## Required action
Only one stretch of the data below is wanted: the lines from the one with "optionally preceded by" through the one with "fn push_commands(&self, opts: &mut", repeated exactly.

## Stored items
▶
//! Buildkite pipeline model for pipegen
//!
//! This crate owns everything that is specific to Buildkite's pipeline schema:
//! the serialized step types, the option vocabulary used to describe a step,
//! and a builder that applies pipeline-wide defaults before the document is
//! written out for `buildkite-agent pipeline upload`.
//!
//! # Example
//!
//! ```
//! use pipegen_buildkite::{CacheSettings, PipelineBuilder, StepDefault, StepOpt};
//!
//! let mut builder = PipelineBuilder::new(CacheSettings::default())
//!     .with_env("CI", "true")
//!     .with_default(StepDefault::Timeout(60))
//!     .with_default(StepDefault::queue("stateless"));
//!
//! builder.add_step(":go: Build", [StepOpt::cmd("./dev/ci/go-build.sh")]);
//! builder.add_wait();
//!
//! let pipeline = builder.build()?;
//! let json = pipegen_buildkite::to_json(&pipeline)?;
//! assert!(json.contains("go-build.sh"));
//! # Ok::<(), pipegen_buildkite::Error>(())
//! ```
//!
//! # Step defaults
//!
//! | Default | Effect |
//! |---------|--------|
//! | `Timeout(n)` | `timeout_in_minutes: n` when the step runs commands |
//! | `Agent { key, value }` | `agents: { key: value }` unless already targeted |
//! | `AgentLostRetry` | retry once on exit status `-1` |
//! | `Profiling` | prefix every command with `env time -v` |

pub mod cache;
pub mod error;
pub mod pipeline;
pub mod schema;
pub mod step;

pub use cache::{CacheBackend, CacheOptions, CacheSettings};
pub use error::{Error, Result};
pub use pipeline::{
    PipelineBuilder, StepDefault, ensure_unique_keys, to_json, to_yaml, write_json, write_yaml,
};
pub use schema::{BuildOptions, CommandStep, Pipeline, Step};
pub use step::{
    AnnotatedCmdOpts, AnnotationOpts, AnnotationType, SlackStepNotify, StepOpt, TestReportOpts,
    TriggerOpt,
};
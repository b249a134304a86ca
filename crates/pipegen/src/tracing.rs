//! Logging for the pipegen CLI
//!
//! Logs always go to stderr: stdout carries the generated pipeline, which is
//! piped straight into `buildkite-agent pipeline upload`.

use std::io;
use std::sync::OnceLock;
use tracing_subscriber::filter::EnvFilter;
use tracing_subscriber::layer::SubscriberExt;
use tracing_subscriber::registry::Registry;
use tracing_subscriber::util::SubscriberInitExt;
use tracing_subscriber::{Layer, fmt};
use uuid::Uuid;

/// Log line format
#[derive(Debug, Clone, Copy, Default, PartialEq, Eq, clap::ValueEnum)]
pub enum TracingFormat {
    /// Multi-line, human readable
    Pretty,
    /// One line per event
    #[default]
    Compact,
    /// One JSON object per event, with the span context
    Json,
}

/// Lowest level logged by the pipegen crates
#[derive(Debug, Clone, Copy, Default, PartialEq, Eq, clap::ValueEnum)]
pub enum LogLevel {
    /// Everything
    Trace,
    /// Operation selection and step details
    Debug,
    /// One line per generated pipeline
    Info,
    /// Recoverable problems only
    #[default]
    Warn,
    /// Failures only
    Error,
}

impl LogLevel {
    /// Filter directives enabling this level for every pipegen crate
    #[must_use]
    pub fn directives(self) -> String {
        let level = match self {
            Self::Trace => "trace",
            Self::Debug => "debug",
            Self::Info => "info",
            Self::Warn => "warn",
            Self::Error => "error",
        };
        format!("pipegen={level},pipegen_ci={level},pipegen_buildkite={level}")
    }
}

static CORRELATION_ID: OnceLock<Uuid> = OnceLock::new();

/// Identifier shared by every log line of this invocation
pub fn correlation_id() -> Uuid {
    *CORRELATION_ID.get_or_init(Uuid::new_v4)
}

/// Install the global subscriber
///
/// `RUST_LOG` takes precedence over `level`.
pub fn init_tracing(format: TracingFormat, level: LogLevel) -> miette::Result<()> {
    let filter = EnvFilter::try_from_default_env()
        .or_else(|_| EnvFilter::try_new(level.directives()))
        .map_err(|e| miette::miette!("invalid log filter: {e}"))?;

    let output: Box<dyn Layer<Registry> + Send + Sync> = match format {
        TracingFormat::Pretty => fmt::layer().pretty().with_writer(io::stderr).boxed(),
        TracingFormat::Compact => fmt::layer()
            .compact()
            .with_target(false)
            .with_writer(io::stderr)
            .boxed(),
        TracingFormat::Json => fmt::layer()
            .json()
            .with_current_span(true)
            .with_span_list(true)
            .with_writer(io::stderr)
            .boxed(),
    };

    tracing_subscriber::registry()
        .with(output)
        .with(filter)
        .try_init()
        .map_err(|e| miette::miette!("cannot install log subscriber: {e}"))?;

    tracing::debug!(
        correlation_id = %correlation_id(),
        version = env!("CARGO_PKG_VERSION"),
        ?format,
        "logging to stderr"
    );
    Ok(())
}

/// Span covering one command, tagged with the correlation ID
#[macro_export]
macro_rules! command_span {
    ($command:expr) => {
        tracing::info_span!(
            "command",
            command = %$command,
            correlation_id = %$crate::tracing::correlation_id(),
            start_time = %chrono::Utc::now().to_rfc3339(),
        )
    };
}
//! Docker image builds, scans and publishing
//!
//! Images are first built and pushed to the internal registry under a
//! candidate tag. Tests run against the candidates; once they pass the
//! candidates are retagged and pushed under their final tags.

use crate::config::Config;
use crate::images::{candidate_image_step_key, dev_image, publish_image};
use crate::operations::Operation;
use crate::runtype::RunType;
use crate::settings::Registries;
use pipegen_buildkite::{
    AnnotatedCmdOpts, AnnotationOpts, AnnotationType, PipelineBuilder, StepOpt,
};
use std::path::Path;

/// Exit status of the build scripts when the push failed
const PUSH_FAILED_EXIT_STATUS: i32 = 10;
/// Exit status used by scripts for retryable infrastructure failures
const FLAKE_EXIT_STATUS: i32 = 222;
/// Exit status trivy uses when it finds a vulnerability
pub const VULNERABILITY_EXIT_STATUS: i32 = 27;

#[derive(Debug, Clone, PartialEq, Eq)]
enum BuildScript {
    /// `docker-images/<app>/build.sh`
    DockerImages(String),
    /// `[enterprise/]cmd/<app>/build.sh`, optionally preceded by `pre-build.sh`
    Cmd { dir: String, pre_build: bool },
}

impl BuildScript {
    fn locate(repo_root: &Path, app: &str) -> Self {
        let docker_images = format!("docker-images/{app}");
        if repo_root.join(&docker_images).exists() {
            return Self::DockerImages(docker_images);
        }

        let enterprise = format!("enterprise/cmd/{app}");
        let dir = if repo_root.join(&enterprise).exists() {
            enterprise
        } else {
            format!("cmd/{app}")
        };
        let pre_build = repo_root.join(&dir).join("pre-build.sh").exists();
        Self::Cmd { dir, pre_build }
    }

    fn push_commands(&self, opts: &mut Vec<StepOpt>) {
        let annotations = AnnotatedCmdOpts {
            annotations: Some(AnnotationOpts {
                kind: AnnotationType::Info,
                include_names: true,
                multi_job_context: None,
            }),
            test_reports: None,
        };
        match self {
            Self::DockerImages(dir) => {
                opts.push(StepOpt::cmd(format!("ls -lah {dir}/build.sh")));
                opts.push(StepOpt::cmd(format!("{dir}/build.sh")));
            }
            Self::Cmd { dir, pre_build } => {
                if *pre_build {
                    opts.push(StepOpt::annotated_cmd(
                        format!("{dir}/pre-build.sh"),
                        annotations.clone(),
                    ));
                }
                opts.push(StepOpt::annotated_cmd(format!("{dir}/build.sh"), annotations));
            }
        }
    }
}

/// Builds the candidate image of an app and pushes it to the internal
/// registry
#[derive(Debug, Clone)]
pub struct CandidateImage {
    app: String,
    version: String,
    dev_image: String,
    upload_sourcemaps: bool,
    script: BuildScript,
}

impl CandidateImage {
    /// Locate the build script of `app` in the build's checkout
    #[must_use]
    pub fn new(
        app: &str,
        config: &Config,
        registries: &Registries,
        upload_sourcemaps: bool,
    ) -> Self {
        Self {
            app: app.to_string(),
            version: config.version.clone(),
            dev_image: dev_image(registries, app, &config.candidate_image_tag()),
            upload_sourcemaps,
            script: BuildScript::locate(&config.repo_root, app),
        }
    }
}

impl Operation for CandidateImage {
    fn name(&self) -> String {
        format!("build {}", self.app)
    }

    fn apply(&self, pipeline: &mut PipelineBuilder) {
        let local_image = format!("sourcegraph/{}:{}", self.app.replace('/', "-"), self.version);

        let mut opts = vec![
            StepOpt::key(candidate_image_step_key(&self.app)),
            StepOpt::cmd(format!("echo \"Building candidate {} image...\"", self.app)),
            StepOpt::env("DOCKER_BUILDKIT", "1"),
            StepOpt::env("IMAGE", &local_image),
            StepOpt::env("VERSION", &self.version),
        ];
        if self.upload_sourcemaps {
            opts.push(StepOpt::env("SENTRY_UPLOAD_SOURCE_MAPS", "1"));
            opts.push(StepOpt::env("SENTRY_ORGANIZATION", "sourcegraph"));
            opts.push(StepOpt::env("SENTRY_PROJECT", "sourcegraph-dot-com"));
        }

        self.script.push_commands(&mut opts);

        opts.extend([
            StepOpt::cmd(format!("docker tag {local_image} {}", self.dev_image)),
            StepOpt::cmd(format!(
                "docker push {} || exit {PUSH_FAILED_EXIT_STATUS}",
                self.dev_image
            )),
            StepOpt::AutomaticRetryStatus(3, PUSH_FAILED_EXIT_STATUS),
            StepOpt::AutomaticRetryStatus(3, FLAKE_EXIT_STATUS),
        ]);

        pipeline.add_step(format!(":docker: :construction: Build {}", self.app), opts);
    }
}

/// Scans a candidate image for high and critical vulnerabilities
#[derive(Debug, Clone)]
pub struct TrivyScan {
    app: String,
    image: String,
}

impl TrivyScan {
    /// Scan the candidate image of `app`
    #[must_use]
    pub fn new(app: &str, candidate_tag: &str, registries: &Registries) -> Self {
        Self {
            app: app.to_string(),
            image: dev_image(registries, app, candidate_tag),
        }
    }
}

impl Operation for TrivyScan {
    fn name(&self) -> String {
        format!("scan {}", self.app)
    }

    fn apply(&self, pipeline: &mut PipelineBuilder) {
        pipeline.add_step(
            format!(":trivy: :docker: :mag: Scan {}", self.app),
            [
                StepOpt::depends_on(candidate_image_step_key(&self.app)),
                StepOpt::cmd(format!("docker pull {}", self.image)),
                // shorter name in trivy's output
                StepOpt::cmd(format!("docker tag {} {}", self.image, self.app)),
                StepOpt::env("IMAGE", &self.app),
                StepOpt::env("VULNERABILITY_EXIT_CODE", VULNERABILITY_EXIT_STATUS.to_string()),
                StepOpt::artifact_paths(["./*-security-report.html"]),
                StepOpt::SoftFail(vec![VULNERABILITY_EXIT_STATUS]),
                StepOpt::annotated_cmd(
                    "./dev/ci/trivy/trivy-scan-high-critical.sh",
                    AnnotatedCmdOpts {
                        annotations: Some(AnnotationOpts {
                            kind: AnnotationType::Warning,
                            include_names: false,
                            multi_job_context: Some("docker-security-scans".to_string()),
                        }),
                        test_reports: None,
                    },
                ),
            ],
        );
    }
}

/// Retags a tested candidate image with its final tags
#[derive(Debug, Clone)]
pub struct PublishFinalImage {
    app: String,
    candidate: String,
    targets: Vec<String>,
}

impl PublishFinalImage {
    /// Compute every tag `app` is published under for this build
    #[must_use]
    pub fn new(app: &str, config: &Config, registries: &Registries) -> Self {
        let dev = dev_image(registries, app, "");
        let publish = publish_image(registries, app, "");
        let run_type = config.run_type;

        let mut targets = Vec::new();
        for image in [&publish, &dev] {
            if app != "server"
                || run_type.is(&[
                    RunType::TaggedRelease,
                    RunType::ImagePatch,
                    RunType::ImagePatchNoTest,
                ])
            {
                targets.push(format!("{image}:{}", config.version));
            }
            if app == "server" && run_type == RunType::ReleaseBranch {
                targets.push(format!("{image}:{}-insiders", config.branch));
            }
            if run_type == RunType::MainBranch {
                targets.push(format!("{image}:insiders"));
            }
        }

        // internal tags, dev registry only
        let short = config.short_commit();
        let build = config.build_number;
        for tag in [
            config.version.clone(),
            config.commit.clone(),
            short.clone(),
            format!("{short}_{}_{build}", config.time.format("%Y-%m-%d")),
            format!("{short}_{build}"),
            format!("{}_{build}", config.commit),
            build.to_string(),
        ] {
            targets.push(format!("{dev}:{tag}"));
        }

        Self {
            app: app.to_string(),
            candidate: format!("{dev}:{}", config.candidate_image_tag()),
            targets,
        }
    }

    /// Images the candidate is pushed to
    #[must_use]
    pub fn targets(&self) -> &[String] {
        &self.targets
    }
}

impl Operation for PublishFinalImage {
    fn name(&self) -> String {
        format!("publish {}", self.app)
    }

    fn apply(&self, pipeline: &mut PipelineBuilder) {
        pipeline.add_step(
            format!(":docker: :truck: {}", self.app),
            [
                // only registry flakes can fail a retag
                StepOpt::AutomaticRetry(3),
                StepOpt::cmd(format!(
                    "./dev/ci/docker-publish.sh {} {}",
                    self.candidate,
                    self.targets.join(" ")
                )),
            ],
        );
    }
}

#[cfg(test)]
mod tests {
    use super::*;
    use crate::git::StaticGit;
    use crate::steps::testing::command_steps;
    use chrono::{TimeZone, Utc};
    use pipegen_buildkite::schema::{ExitStatus, SoftFail};
    use std::collections::HashMap;
    use std::fs;
    use tempfile::TempDir;

    const COMMIT: &str = "0123456789abcdef0123456789abcdef01234567";

    fn config(root: &Path, branch: &str, tag: &str) -> Config {
        let env: HashMap<String, String> = [
            ("BUILDKITE_BRANCH", branch),
            ("BUILDKITE_TAG", tag),
            ("BUILDKITE_COMMIT", COMMIT),
            ("BUILDKITE_BUILD_NUMBER", "42"),
        ]
        .into_iter()
        .map(|(k, v)| (k.to_string(), v.to_string()))
        .collect();
        let now = Utc.with_ymd_and_hms(2023, 4, 5, 0, 0, 0).unwrap();
        Config::compute(&env, &StaticGit::default(), now, root).unwrap()
    }

    #[test]
    fn test_candidate_from_docker_images() {
        let dir = TempDir::new().unwrap();
        fs::create_dir_all(dir.path().join("docker-images/grafana")).unwrap();
        let config = config(dir.path(), "main", "");

        let op = CandidateImage::new("grafana", &config, &Registries::default(), false);
        let steps = command_steps(&op);
        let step = &steps[0];

        assert_eq!(step.key.as_deref(), Some("grafana:candidate"));
        assert!(step.command.contains(&"./tr docker-images/grafana/build.sh".to_string()));
        assert!(step.command.last().unwrap().ends_with(&format!(
            "docker push us.gcr.io/sourcegraph-dev/grafana:{COMMIT}_42_candidate || exit 10"
        )));
        let retry = step.retry.as_ref().unwrap();
        let statuses: Vec<_> = retry.automatic.iter().map(|r| r.exit_status).collect();
        assert_eq!(statuses, vec![ExitStatus::Code(10), ExitStatus::Code(222)]);
        assert!(!step.env.contains_key("SENTRY_UPLOAD_SOURCE_MAPS"));
    }

    #[test]
    fn test_candidate_from_enterprise_cmd() {
        let dir = TempDir::new().unwrap();
        let cmd = dir.path().join("enterprise/cmd/frontend");
        fs::create_dir_all(&cmd).unwrap();
        fs::write(cmd.join("pre-build.sh"), "").unwrap();
        let config = config(dir.path(), "main", "");

        let op = CandidateImage::new("frontend", &config, &Registries::default(), true);
        let step = &command_steps(&op)[0];
        assert!(step.command.iter().any(|c| c.ends_with("./tr enterprise/cmd/frontend/pre-build.sh")));
        assert!(step.command.iter().any(|c| c.ends_with("./tr enterprise/cmd/frontend/build.sh")));
        assert_eq!(step.env["ANNOTATE_OPTS"], "true -t info");
        assert_eq!(step.env["SENTRY_UPLOAD_SOURCE_MAPS"], "1");
    }

    #[test]
    fn test_candidate_falls_back_to_cmd() {
        let dir = TempDir::new().unwrap();
        let config = config(dir.path(), "main", "");
        let op = CandidateImage::new("gitserver", &config, &Registries::default(), false);
        let step = &command_steps(&op)[0];
        assert!(step.command.iter().any(|c| c.ends_with("./tr cmd/gitserver/build.sh")));
        assert!(!step.command.iter().any(|c| c.contains("pre-build.sh")));
    }

    #[test]
    fn test_trivy_scan() {
        let op = TrivyScan::new("gitserver", "abc_1_candidate", &Registries::default());
        let step = &command_steps(&op)[0];
        assert_eq!(step.depends_on, vec!["gitserver:candidate"]);
        assert_eq!(
            step.command[0],
            "./tr docker pull us.gcr.io/sourcegraph-dev/gitserver:abc_1_candidate"
        );
        let Some(SoftFail::ExitStatuses(statuses)) = &step.soft_fail else {
            panic!("expected soft fail statuses");
        };
        assert_eq!(statuses[0].exit_status, 27);
    }

    #[test]
    fn test_publish_main_branch() {
        let dir = TempDir::new().unwrap();
        let config = config(dir.path(), "main", "");
        let op = PublishFinalImage::new("gitserver", &config, &Registries::default());
        let targets = op.targets();

        assert!(targets.contains(&format!("index.docker.io/sourcegraph/gitserver:{}", config.version)));
        assert!(targets.contains(&"index.docker.io/sourcegraph/gitserver:insiders".to_string()));
        assert!(targets.contains(&"us.gcr.io/sourcegraph-dev/gitserver:insiders".to_string()));
        assert!(targets.contains(&"us.gcr.io/sourcegraph-dev/gitserver:0123456789ab_2023-04-05_42".to_string()));
        assert!(targets.contains(&"us.gcr.io/sourcegraph-dev/gitserver:42".to_string()));

        let step = &command_steps(&op)[0];
        assert!(step.command[0].starts_with(&format!(
            "./tr ./dev/ci/docker-publish.sh us.gcr.io/sourcegraph-dev/gitserver:{COMMIT}_42_candidate "
        )));
    }

    #[test]
    fn test_publish_server_only_versioned_on_releases() {
        let dir = TempDir::new().unwrap();

        let main = config(dir.path(), "main", "");
        let op = PublishFinalImage::new("server", &main, &Registries::default());
        assert!(!op
            .targets()
            .contains(&format!("index.docker.io/sourcegraph/server:{}", main.version)));

        let release = config(dir.path(), "5.1", "v5.1.2");
        let op = PublishFinalImage::new("server", &release, &Registries::default());
        assert!(op.targets().contains(&"index.docker.io/sourcegraph/server:5.1.2".to_string()));

        let branch = config(dir.path(), "5.1", "");
        let op = PublishFinalImage::new("server", &branch, &Registries::default());
        assert!(op.targets().contains(&"index.docker.io/sourcegraph/server:5.1-insiders".to_string()));
    }
}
◀
## Answer box
    /// `[enterprise/]cmd/<app>/build.sh`, optionally preceded by `pre-build.sh`
    Cmd { dir: String, pre_build: bool },
}

impl BuildScript {
    fn locate(repo_root: &Path, app: &str) -> Self {
        let docker_images = format!("docker-images/{app}");
        if repo_root.join(&docker_images).exists() {
            return Self::DockerImages(docker_images);
        }

        let enterprise = format!("enterprise/cmd/{app}");
        let dir = if repo_root.join(&enterprise).exists() {
            enterprise
        } else {
            format!("cmd/{app}")
        };
        let pre_build = repo_root.join(&dir).join("pre-build.sh").exists();
        Self::Cmd { dir, pre_build }
    }

    fn push_commands(&self, opts: &mut Vec<StepOpt>) {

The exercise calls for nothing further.